The problem
Start at the first line of the listing below. Write out each line exactly, stopping after the one that contains "use rand::Rng;".

Records for the task
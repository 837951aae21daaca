//! Inbound commands from the transport collaborator.
//!
//! Commands are validated against the sender's assigned combatant and
//! executed strictly in arrival order per session.

use serde::{Deserialize, Serialize};

use crate::enums::DodgePosture;

/// All possible player actions.
#[derive(Debug, Clone, PartialEq, Serialize, Deserialize)]
#[serde(tag = "type")]
pub enum CombatCommand {
    /// Fire a fitted direct-fire weapon at the opponent.
    Fire { weapon_index: usize },
    /// Launch a missile that closes one range band per round.
    LaunchMissile,
    /// Attempt to shoot down an incoming missile before it impacts.
    PointDefense { missile_id: u32 },
    /// Deploy a sand canister for a temporary armor bonus.
    UseCountermeasure,
    /// Hold an evasive posture until the next own turn.
    Dodge { posture: DodgePosture },
    /// Attempt emergency repairs on hull and critical effects.
    Repair,
    /// Finish the turn without further action.
    EndTurn,
    /// Leave the session, conceding the fight.
    Abandon,
}
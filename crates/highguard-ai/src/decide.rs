//! The strategy decision ladder.
//!
//! Every tier consumes exactly one uniform draw and falls through to the
//! next on a miss, so strategies are statistically distinguishable under
//! repeated sampling while no single decision is predictable.

use rand::Rng;
use rand_chacha::ChaCha8Rng;

use highguard_core::commands::CombatCommand;
use highguard_core::enums::StrategyKind;

use crate::context::DecisionContext;
use crate::profiles::profile;

/// Produce exactly one action for the given context and strategy.
pub fn decide(
    ctx: &DecisionContext,
    strategy: StrategyKind,
    rng: &mut ChaCha8Rng,
) -> CombatCommand {
    let profile = profile(strategy);

    // Tier 1: point defense against the nearest incoming missile.
    if !ctx.incoming.is_empty()
        && ctx.turrets > 0
        && rng.gen::<f64>() < profile.point_defense_chance
    {
        return CombatCommand::PointDefense {
            missile_id: ctx.incoming[0],
        };
    }

    // Tier 2: countermeasure deployment when damaged.
    if ctx.hull_fraction < profile.countermeasure_hull_threshold
        && ctx.has_sandcaster
        && ctx.sand_ammo > 0
        && rng.gen::<f64>() < profile.countermeasure_chance
    {
        return CombatCommand::UseCountermeasure;
    }

    // Tier 3: evasive maneuver.
    if rng.gen::<f64>() < profile.dodge_chance {
        return CombatCommand::Dodge {
            posture: profile.dodge_posture,
        };
    }

    // Tier 4: weapon fire. Missiles are preferred at Long range and
    // beyond; otherwise direct fire, with missiles as the fallback when
    // no direct-fire weapon reaches.
    if ctx.range.is_long_or_farther() && ctx.has_missile_rack && ctx.missiles_ammo > 0 {
        return CombatCommand::LaunchMissile;
    }
    if let Some(weapon_index) = ctx.direct_fire_index {
        return CombatCommand::Fire { weapon_index };
    }
    if ctx.has_missile_rack && ctx.missiles_ammo > 0 {
        return CombatCommand::LaunchMissile;
    }

    CombatCommand::EndTurn
}
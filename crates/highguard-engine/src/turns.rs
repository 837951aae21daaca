//! Turn transition coordination.
//!
//! Runs after every executed command: decides round rollover vs. turn
//! handoff, advances missiles at round boundaries, detects the end of
//! combat, and schedules AI re-entry as a deferred task on the session's
//! own queue.

use highguard_core::enums::{EndReason, SessionPhase};
use highguard_core::events::{CombatEvent, Outbound, PartyHull};
use highguard_core::ship::WeaponId;
use highguard_core::types::CombatantId;

use crate::missiles::MissileAdvance;
use crate::resolver;
use crate::session::CombatSession;

/// Advance session turn state after a command completed.
///
/// Both flags set: increment the round, move missiles, reset the flags,
/// and hand the turn to the parity leader. One flag set: hand the turn
/// to the other party. Either way, if the new active party is
/// AI-controlled, schedule its turn at `now + ai_delay_ms`.
pub fn after_action(
    session: &mut CombatSession,
    now_ms: u64,
    ai_delay_ms: u64,
    events: &mut Vec<Outbound>,
) {
    if session.phase != SessionPhase::Active {
        return;
    }

    // A command may have zeroed a hull; that ends the session before any
    // turn bookkeeping.
    if check_destruction(session, events) {
        return;
    }

    if session.both_turns_complete() {
        session.round += 1;
        advance_missiles(session, events);
        if session.phase != SessionPhase::Active {
            return;
        }
        session.turn_complete = [false, false];
        let leader = session.round_leader(session.round);
        session.begin_turn_for(leader);
        events.push(Outbound::both(CombatEvent::NewRound {
            round: session.round,
            hulls: party_hulls(session),
        }));
    } else {
        let Some(next) = session.opponent_of(session.active_party) else {
            return;
        };
        session.begin_turn_for(next);
        events.push(Outbound::both(CombatEvent::TurnChange {
            active_party: session.active_party,
            round: session.round,
        }));
    }

    schedule_ai_if_needed(session, now_ms, ai_delay_ms);
}

/// Emit the session-start handoff and schedule the opening AI turn.
pub fn begin_session(
    session: &mut CombatSession,
    now_ms: u64,
    ai_delay_ms: u64,
    events: &mut Vec<Outbound>,
) {
    session.phase = SessionPhase::Active;
    let leader = session.round_leader(session.round);
    session.begin_turn_for(leader);
    events.push(Outbound::both(CombatEvent::TurnChange {
        active_party: session.active_party,
        round: session.round,
    }));
    schedule_ai_if_needed(session, now_ms, ai_delay_ms);
}

/// Arm the deferred AI task when the active party is AI-controlled.
pub fn schedule_ai_if_needed(session: &mut CombatSession, now_ms: u64, ai_delay_ms: u64) {
    if session.strategy_of(session.active_party).is_some() {
        session.pending_ai_at = Some(now_ms + ai_delay_ms);
    }
}

/// Move every missile one band closer and resolve impacts.
fn advance_missiles(session: &mut CombatSession, events: &mut Vec<Outbound>) {
    let advances = session.missiles.advance_round();
    for advance in advances {
        match advance {
            MissileAdvance::Moved {
                id,
                old_range,
                new_range,
            } => {
                events.push(Outbound::both(CombatEvent::MissileMoved {
                    missile_id: id,
                    old_range,
                    new_range,
                }));
            }
            MissileAdvance::Impacting(missile) => {
                let Some(target_slot) = session.slot_of(missile.target) else {
                    continue;
                };
                let notation = WeaponId::MissileRack.spec().damage;
                let before_hull = session.combatants[target_slot].hull;
                let impact = match resolver::resolve_impact(
                    &session.combatants[target_slot],
                    notation,
                    &mut session.dice,
                ) {
                    Ok(impact) => impact,
                    Err(_) => continue,
                };
                session.combatants[target_slot].hull = impact.new_hull;
                events.push(Outbound::both(CombatEvent::MissileImpact {
                    missile_id: missile.id,
                    hit: true,
                    damage: impact.damage,
                    target_hull: impact.new_hull,
                }));

                let max_hull = session.combatants[target_slot].max_hull;
                if let Some(crit) = resolver::roll_critical(
                    before_hull,
                    impact.new_hull,
                    max_hull,
                    &mut session.dice,
                ) {
                    session.combatants[target_slot].criticals.push(crit);
                    events.push(Outbound::both(CombatEvent::Critical {
                        target: missile.target,
                        system: crit.system,
                        severity: crit.severity,
                        damage: crit.damage,
                    }));
                }

                if check_destruction(session, events) {
                    return;
                }
            }
        }
    }
}

/// End the session if a hull reached zero. Returns true when it did.
fn check_destruction(session: &mut CombatSession, events: &mut Vec<Outbound>) -> bool {
    let Some(loser_slot) = session.combatants.iter().position(|c| c.hull == 0) else {
        return false;
    };
    let winner = session.combatants[1 - loser_slot].id;
    finish(session, winner, None, events);
    true
}

/// Terminate the session and emit `CombatEnd`.
///
/// A normal kill broadcasts to both parties; a disconnect forfeiture
/// notifies only the remaining party.
pub fn finish(
    session: &mut CombatSession,
    winner: CombatantId,
    reason: Option<EndReason>,
    events: &mut Vec<Outbound>,
) {
    session.phase = match reason {
        None => SessionPhase::Victory,
        Some(EndReason::OpponentDisconnected) => SessionPhase::Forfeited,
        Some(EndReason::Abandoned) => SessionPhase::Abandoned,
    };
    let loser = session.opponent_of(winner).unwrap_or(winner);
    let event = CombatEvent::CombatEnd {
        winner,
        loser,
        reason,
        final_hulls: party_hulls(session),
        rounds: session.round,
    };
    let outbound = match reason {
        Some(EndReason::OpponentDisconnected) => Outbound::to(winner, event),
        _ => Outbound::both(event),
    };
    events.push(outbound);

    session.history.clear();
    session.inbox.clear();
    session.pending_ai_at = None;
}

fn party_hulls(session: &CombatSession) -> Vec<PartyHull> {
    session
        .combatants
        .iter()
        .map(|c| PartyHull {
            party: c.id,
            hull: c.hull,
        })
        .collect()
}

Exercise solution
repository 837951aae21daaca
//! Inbound commands from the transport collaborator.
//!
//! Commands are validated against the sender's assigned combatant and
//! executed strictly in arrival order per session.

use serde::{Deserialize, Serialize};

use crate::enums::DodgePosture;

/// All possible player actions.
#[derive(Debug, Clone, PartialEq, Serialize, Deserialize)]
#[serde(tag = "type")]
pub enum CombatCommand {
    /// Fire a fitted direct-fire weapon at the opponent.
    Fire { weapon_index: usize },
    /// Launch a missile that closes one range band per round.
    LaunchMissile,
    /// Attempt to shoot down an incoming missile before it impacts.
    PointDefense { missile_id: u32 },
    /// Deploy a sand canister for a temporary armor bonus.
    UseCountermeasure,
    /// Hold an evasive posture until the next own turn.
    Dodge { posture: DodgePosture },
    /// Attempt emergency repairs on hull and critical effects.
    Repair,
    /// Finish the turn without further action.
    EndTurn,
    /// Leave the session, conceding the fight.
    Abandon,
}
filename crates/highguard-ai/src/decide.rs
//! The strategy decision ladder.
//!
//! Every tier consumes exactly one uniform draw and falls through to the
//! next on a miss, so strategies are statistically distinguishable under
//! repeated sampling while no single decision is predictable.

use rand::Rng;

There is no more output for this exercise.